Playful Learning 2026 Programme
A walk through the woods: Embodying readiness for play in spaces of resistance through grounding, connection and reflection
Lead Author: Martina Diehl
Additional authors:
Timetable: Thursday Session 6: 12:00-12:45, Outdoors
Description:
Stepping into play can feel exciting for some, but for others it can be daunting, almost like stepping “into the woods”. Particularly in academic contexts, I have found that participants’ readiness to play varies. This workshop explores how I encourage readiness to play through movement and creative individual and collaborative reflection and expression while encouraging sharing knowledge and skills too. First, we’ll consider movement, which is ‘critical for our sense of fun’ (Hrach, 2021). Hrach (2021) emphasises that ‘physical synchronicity promotes a sense of belonging’ and that embodied learning can increase presence and curiosity, all elements that are interconnected with playful learning. In this session, we will take a walk through a metaphorical forest, and on this journey we will encounter three “trees”, at each tree focusing on a different way to feel ready to play: Grounding, Connection, and Reflection. Each tree offers embodied and creative strategies to recognise and encourage a readiness to play.

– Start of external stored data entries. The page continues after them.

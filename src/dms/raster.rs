// raster.rs
//
// Copyright (C) 2009-2025  Minnesota Department of Transportation
//
//! Raster graphics for rendered DMS pages
//!
//! A [BitmapGraphic] has one bit per pixel (lit or unlit), displayed with a
//! single foreground color.  A [PixmapGraphic] has a full color for every
//! pixel.
//!
//! [BitmapGraphic]: struct.BitmapGraphic.html
//! [PixmapGraphic]: struct.PixmapGraphic.html
use pix::rgb::SRgb8;
use pix::{Raster, Region};

/// Errors from raster operations
#[derive(Clone, Copy, Debug, thiserror::Error, Eq, PartialEq)]
pub enum RasterError {
    /// Pixel position outside of raster bounds
    #[error("pixel out of bounds: {0},{1}")]
    OutOfBounds(i32, i32),
    /// Pixel data does not match raster dimensions
    #[error("pixel data size mismatch")]
    SizeMismatch,
    /// Raster has no pixels
    #[error("empty raster")]
    Empty,
}

/// Result type
type Result<T> = std::result::Result<T, RasterError>;

/// Raster graphic
///
/// Positions are 0-based.
pub trait RasterGraphic {
    /// Get the width in pixels
    fn width(&self) -> u32;

    /// Get the height in pixels
    fn height(&self) -> u32;

    /// Get the color of one pixel
    fn pixel(&self, x: i32, y: i32) -> Result<SRgb8>;

    /// Set the color of one pixel
    fn set_pixel(&mut self, x: i32, y: i32, clr: SRgb8) -> Result<()>;

    /// Get the color to copy from one pixel onto another raster.
    ///
    /// * `fg` Foreground color for lit pixels of a bitmap.
    ///
    /// Returns `None` for pixels which should not be copied.
    fn copy_color(&self, x: i32, y: i32, fg: SRgb8) -> Option<SRgb8>;

    /// Check that a region fits within the raster.
    ///
    /// On failure, the error holds the first pixel position found outside
    /// the raster.
    fn check_bounds(&self, x: i32, y: i32, w: u32, h: u32) -> Result<()> {
        let right = i64::from(x) + i64::from(w);
        let bottom = i64::from(y) + i64::from(h);
        if x < 0 {
            Err(RasterError::OutOfBounds(x, y))
        } else if right > i64::from(self.width()) {
            let xx = x.max(self.width() as i32);
            Err(RasterError::OutOfBounds(xx, y))
        } else if y < 0 {
            Err(RasterError::OutOfBounds(x, y))
        } else if bottom > i64::from(self.height()) {
            let yy = y.max(self.height() as i32);
            Err(RasterError::OutOfBounds(x, yy))
        } else {
            Ok(())
        }
    }

    /// Fill the whole raster with one color
    fn fill(&mut self, clr: SRgb8) {
        // bounds are known, so no pixel can fail
        let _ = self.fill_rect(0, 0, self.width(), self.height(), clr);
    }

    /// Fill a rectangle with one color
    fn fill_rect(
        &mut self,
        x: i32,
        y: i32,
        w: u32,
        h: u32,
        clr: SRgb8,
    ) -> Result<()> {
        self.check_bounds(x, y, w, h)?;
        for yy in 0..h as i32 {
            for xx in 0..w as i32 {
                self.set_pixel(x + xx, y + yy, clr)?;
            }
        }
        Ok(())
    }

    /// Copy another raster graphic onto this one.
    ///
    /// * `src` Source raster.
    /// * `x` Left position on this raster.
    /// * `y` Top position on this raster.
    /// * `fg` Foreground color for lit pixels of a bitmap.
    ///
    /// Nothing is copied unless the source fits entirely.
    fn copy(
        &mut self,
        src: &dyn RasterGraphic,
        x: i32,
        y: i32,
        fg: SRgb8,
    ) -> Result<()> {
        self.check_bounds(x, y, src.width(), src.height())?;
        for yy in 0..src.height() as i32 {
            for xx in 0..src.width() as i32 {
                if let Some(clr) = src.copy_color(xx, yy, fg) {
                    self.set_pixel(x + xx, y + yy, clr)?;
                }
            }
        }
        Ok(())
    }
}

/// Bitmap graphic (1 bit per pixel)
#[derive(Clone, Debug, PartialEq)]
pub struct BitmapGraphic {
    /// Width in pixels
    width: u32,
    /// Height in pixels
    height: u32,
    /// Color of lit pixels
    foreground: SRgb8,
    /// Packed pixel data, by rows, most significant bit first
    pixels: Vec<u8>,
}

/// Pixmap graphic (full color per pixel)
#[derive(Clone)]
pub struct PixmapGraphic {
    /// Pixel raster
    raster: Raster<SRgb8>,
}

/// Check if a color is lit (not black)
fn is_lit_color(clr: SRgb8) -> bool {
    clr != SRgb8::new(0, 0, 0)
}

impl BitmapGraphic {
    /// Create a new bitmap with all pixels unlit
    pub fn new(width: u32, height: u32) -> Self {
        let len = (width as usize * height as usize + 7) / 8;
        BitmapGraphic {
            width,
            height,
            foreground: SRgb8::new(255, 255, 255),
            pixels: vec![0; len],
        }
    }

    /// Create a bitmap from packed pixel data
    pub fn from_pixels(
        width: u32,
        height: u32,
        pixels: Vec<u8>,
    ) -> Result<Self> {
        let mut bmap = BitmapGraphic::new(width, height);
        if pixels.len() != bmap.pixels.len() {
            return Err(RasterError::SizeMismatch);
        }
        bmap.pixels = pixels;
        Ok(bmap)
    }

    /// Set the color of lit pixels
    pub fn with_foreground(mut self, foreground: SRgb8) -> Self {
        self.foreground = foreground;
        self
    }

    /// Get the color of lit pixels
    pub fn foreground(&self) -> SRgb8 {
        self.foreground
    }

    /// Get the packed pixel data
    pub fn pixels(&self) -> &[u8] {
        &self.pixels
    }

    /// Get the bit position of a pixel
    fn bit_pos(&self, x: i32, y: i32) -> Result<(usize, u8)> {
        self.check_bounds(x, y, 1, 1)?;
        let pos = y as usize * self.width as usize + x as usize;
        Ok((pos / 8, 7 - (pos & 7) as u8))
    }

    /// Check if a pixel is lit
    pub fn is_lit(&self, x: i32, y: i32) -> bool {
        match self.bit_pos(x, y) {
            Ok((by, bi)) => (self.pixels[by] >> bi) & 1 != 0,
            Err(_) => false,
        }
    }

    /// Count the number of lit pixels
    pub fn lit_count(&self) -> u32 {
        self.pixels.iter().map(|b| b.count_ones()).sum()
    }
}

impl RasterGraphic for BitmapGraphic {
    fn width(&self) -> u32 {
        self.width
    }

    fn height(&self) -> u32 {
        self.height
    }

    fn pixel(&self, x: i32, y: i32) -> Result<SRgb8> {
        let (by, bi) = self.bit_pos(x, y)?;
        if (self.pixels[by] >> bi) & 1 != 0 {
            Ok(self.foreground)
        } else {
            Ok(SRgb8::new(0, 0, 0))
        }
    }

    fn set_pixel(&mut self, x: i32, y: i32, clr: SRgb8) -> Result<()> {
        let (by, bi) = self.bit_pos(x, y)?;
        if is_lit_color(clr) {
            self.pixels[by] |= 1 << bi;
        } else {
            self.pixels[by] &= !(1 << bi);
        }
        Ok(())
    }

    fn copy_color(&self, x: i32, y: i32, fg: SRgb8) -> Option<SRgb8> {
        if self.is_lit(x, y) {
            Some(fg)
        } else {
            None
        }
    }
}

impl PixmapGraphic {
    /// Create a new pixmap filled with black
    pub fn new(width: u32, height: u32) -> Self {
        PixmapGraphic {
            raster: Raster::with_clear(width, height),
        }
    }

    /// Create a pixmap from BGR pixel data
    pub fn from_bgr(width: u32, height: u32, bgr: &[u8]) -> Result<Self> {
        if bgr.len() != width as usize * height as usize * 3 {
            return Err(RasterError::SizeMismatch);
        }
        let mut pixmap = PixmapGraphic::new(width, height);
        for (p, c) in pixmap.raster.pixels_mut().iter_mut().zip(bgr.chunks(3))
        {
            *p = SRgb8::new(c[2], c[1], c[0]);
        }
        Ok(pixmap)
    }

    /// Convert into the pixel raster
    pub fn into_raster(self) -> Raster<SRgb8> {
        self.raster
    }
}

impl RasterGraphic for PixmapGraphic {
    fn width(&self) -> u32 {
        self.raster.width()
    }

    fn height(&self) -> u32 {
        self.raster.height()
    }

    fn pixel(&self, x: i32, y: i32) -> Result<SRgb8> {
        self.check_bounds(x, y, 1, 1)?;
        Ok(self.raster.pixel(x, y))
    }

    fn set_pixel(&mut self, x: i32, y: i32, clr: SRgb8) -> Result<()> {
        self.check_bounds(x, y, 1, 1)?;
        *self.raster.pixel_mut(x, y) = clr;
        Ok(())
    }

    fn copy_color(&self, x: i32, y: i32, _fg: SRgb8) -> Option<SRgb8> {
        self.pixel(x, y).ok()
    }

    fn fill_rect(
        &mut self,
        x: i32,
        y: i32,
        w: u32,
        h: u32,
        clr: SRgb8,
    ) -> Result<()> {
        self.check_bounds(x, y, w, h)?;
        self.raster.copy_color(Region::new(x, y, w, h), clr);
        Ok(())
    }
}

#[cfg(test)]
mod test {
    use super::*;

    fn amber() -> SRgb8 {
        SRgb8::new(255, 208, 0)
    }

    #[test]
    fn bitmap_pixels() {
        let mut b = BitmapGraphic::new(10, 2);
        assert_eq!(b.pixels().len(), 3);
        b.set_pixel(9, 1, amber()).unwrap();
        assert!(b.is_lit(9, 1));
        assert_eq!(b.pixels(), &[0, 0, 0b0001_0000]);
        assert_eq!(b.pixel(9, 1), Ok(SRgb8::new(255, 255, 255)));
        b.set_pixel(9, 1, SRgb8::new(0, 0, 0)).unwrap();
        assert_eq!(b.lit_count(), 0);
        assert_eq!(
            b.set_pixel(10, 0, amber()),
            Err(RasterError::OutOfBounds(10, 0))
        );
        assert_eq!(
            b.set_pixel(0, -1, amber()),
            Err(RasterError::OutOfBounds(0, -1))
        );
        assert_eq!(
            b.set_pixel(3, 2, amber()),
            Err(RasterError::OutOfBounds(3, 2))
        );
        assert_eq!(
            b.fill_rect(8, 0, 4, 1, amber()),
            Err(RasterError::OutOfBounds(10, 0))
        );
        assert_eq!(
            b.fill_rect(-2, 0, 4, 1, amber()),
            Err(RasterError::OutOfBounds(-2, 0))
        );
    }

    #[test]
    fn bitmap_size() {
        assert_eq!(
            BitmapGraphic::from_pixels(4, 4, vec![0; 3]),
            Err(RasterError::SizeMismatch)
        );
        let b = BitmapGraphic::from_pixels(4, 4, vec![0xF0, 0x0F]).unwrap();
        assert!(b.is_lit(0, 0));
        assert!(!b.is_lit(0, 1));
        assert!(b.is_lit(3, 3));
        assert_eq!(b.lit_count(), 8);
    }

    #[test]
    fn fill_rect() {
        let mut p = PixmapGraphic::new(4, 3);
        p.fill_rect(1, 1, 3, 2, amber()).unwrap();
        assert_eq!(p.pixel(0, 0), Ok(SRgb8::new(0, 0, 0)));
        assert_eq!(p.pixel(3, 2), Ok(amber()));
        assert!(p.fill_rect(2, 0, 3, 1, amber()).is_err());
        let mut b = BitmapGraphic::new(4, 3);
        b.fill(amber());
        assert_eq!(b.lit_count(), 12);
    }

    #[test]
    fn copy_bitmap() {
        let src = BitmapGraphic::from_pixels(2, 2, vec![0b1001_0000]).unwrap();
        let mut p = PixmapGraphic::new(4, 4);
        p.fill(SRgb8::new(0, 0, 64));
        p.copy(&src, 2, 2, amber()).unwrap();
        assert_eq!(p.pixel(2, 2), Ok(amber()));
        assert_eq!(p.pixel(3, 2), Ok(SRgb8::new(0, 0, 64)));
        assert_eq!(p.pixel(3, 3), Ok(amber()));
        assert!(p.copy(&src, 3, 3, amber()).is_err());
        assert_eq!(p.pixel(3, 3), Ok(amber()));
    }

    #[test]
    fn copy_pixmap() {
        let src = PixmapGraphic::from_bgr(1, 2, &[1, 2, 3, 0, 0, 0]).unwrap();
        assert_eq!(src.pixel(0, 0), Ok(SRgb8::new(3, 2, 1)));
        let mut b = BitmapGraphic::new(2, 2);
        b.copy(&src, 1, 0, amber()).unwrap();
        assert!(b.is_lit(1, 0));
        assert!(!b.is_lit(1, 1));
        assert!(PixmapGraphic::from_bgr(1, 2, &[0; 5]).is_err());
    }
}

At the first tree, we consider grounding as you explore confidence and presence through activities inspired by Centered Riding principles: ground, centre, breathe, grow (Swift, 2014). Swift’s method for horse riders illustrates how playing with movement and metaphor in shared spaces fosters the physical awareness and safety that allows participants to be brave, which continues at the next tree, where we focus on connection. Through collaborative movement we invite participants to sense how collective synchronicity enhances trust and supports co created playful spaces. Finally, we turn to playful reflection either through language play or visual explorations (eg. Drawing, photos, etc.). Here, you will have the opportunity to bring your own experience and your new shared experiences together. Then, as you emerge from the woods, you will be invited to share your experiences and reflections in small groups to create a collaborative reflection using, again, forms of language play, such as poems and stories, or visual art. Hereby playing with multimodal ways of shaping our understanding on what it means to play.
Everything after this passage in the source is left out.